LOVE is a sea that hath not any shore,
And help upon that shoreless sea is none;
Who sails it sets his eyes on land no more;
Yet gladly am I on that voyage gone—
For ah! how good it is to sail that sea!
What though the longest trip at last be o'er,
What though the proudest vessel must go down,
My love is on the same big ship with me,
And when she drowns, I drown.


Talk not of reason to a man in love,
Nor pit thy arguments against good wine;
Love has a wisdom widom cannot prove—
Reason knows nothing of the things divine.

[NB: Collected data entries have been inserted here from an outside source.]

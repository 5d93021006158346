use assoc_map::AssocMap;
use criterion::{black_box, criterion_group, criterion_main, Criterion};
use std::collections::HashMap;

fn bench_insert_get_remove_assoc_map(c: &mut Criterion) {
    c.bench_function("assoc_map_insert_get_remove", |b| {
        b.iter(|| {
            let mut m = AssocMap::<u64, u64>::with_capacity(8192);
            for i in 0..50_000 {
                m.insert(i, i);
            }
            for i in 0..50_000 {
                let _ = m.get(&i);
            }
            for i in 0..50_000 {
                let _ = m.remove(&i);
            }
            black_box(m.len())
        })
    });
}

fn bench_insert_get_remove_hashmap(c: &mut Criterion) {
    c.bench_function("hashmap_insert_get_remove", |b| {
        b.iter(|| {
            let mut m = HashMap::<u64, u64>::with_capacity(8192);
            for i in 0..50_000 {
                m.insert(i, i);
            }
            for i in 0..50_000 {
                let _ = m.get(&i);
            }
            for i in 0..50_000 {
                let _ = m.remove(&i);
            }
            black_box(m.len())
        })
    });
}

fn bench_contains_value_assoc_map(c: &mut Criterion) {
    c.bench_function("assoc_map_contains_value", |b| {
        let m: AssocMap<u64, u64> = (0..10_000).map(|i| (i, i * 2)).collect();

        b.iter(|| {
            // odd values are never present, so every probe is a full scan
            black_box(m.contains_value(black_box(&7)))
        })
    });
}

fn bench_contains_value_hashmap(c: &mut Criterion) {
    c.bench_function("hashmap_contains_value", |b| {
        let m: HashMap<u64, u64> = (0..10_000).map(|i| (i, i * 2)).collect();

        b.iter(|| black_box(m.values().any(|v| *v == black_box(7))))
    });
}

criterion_group!(
    benches,
    bench_insert_get_remove_assoc_map,
    bench_insert_get_remove_hashmap,
    bench_contains_value_assoc_map,
    bench_contains_value_hashmap
);
criterion_main!(benches);
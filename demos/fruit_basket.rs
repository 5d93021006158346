use assoc_map::AssocMap;

fn main() {
    let mut map: AssocMap<String, i32> = AssocMap::new();

    map.insert("Apple".to_string(), 3);
    map.insert("Banana".to_string(), 5);

    match map.get("Apple") {
        Some(count) => println!("Apples: {count}"),
        None => println!("Apples: none"),
    }

    println!("Has Apple? {}", map.contains_key("Apple"));
    println!("Has 10? {}", map.contains_value(&10));

    map.insert("Apple".to_string(), 10);
    if let Some(count) = map.get("Apple") {
        println!("Updated Apples: {count}");
    }

    map.remove("Banana");

    println!("Size of map: {}", map.len());

    for (fruit, count) in &map {
        println!("{fruit}: {count}");
    }

    map.clear();
    println!("Is map empty? {}", map.is_empty());
}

The happy heart can find its happy way,
Nor its direction need of any ask;
I charge thee fill each moment of the day
With love, as wine fills to the neck the flask.

Watch how the Saki brims our glasses up—
So fill thy cup with living strong and deep:
Leave not a dreg for death within the cup,
For no man goes on drinking in his sleep.

None but pure eyes may see the face I love,
Scarcely discernible, as the young moon
That like a spirit yonder walks above
The sleeping trees with little silver shoon.

Ask not who HAFIZ slew—ask but thine eyes!
Nor yet the blame on heaven or fortune lay;
Would I were certain that the dead shall rise,
Then would I come again for thee to slay.

I marvel at the hardness of thy heart;
Strong stone is not so cold as its stern core,
And the old rocks are softer than thou art:
But at the love that loves thee I marvel more.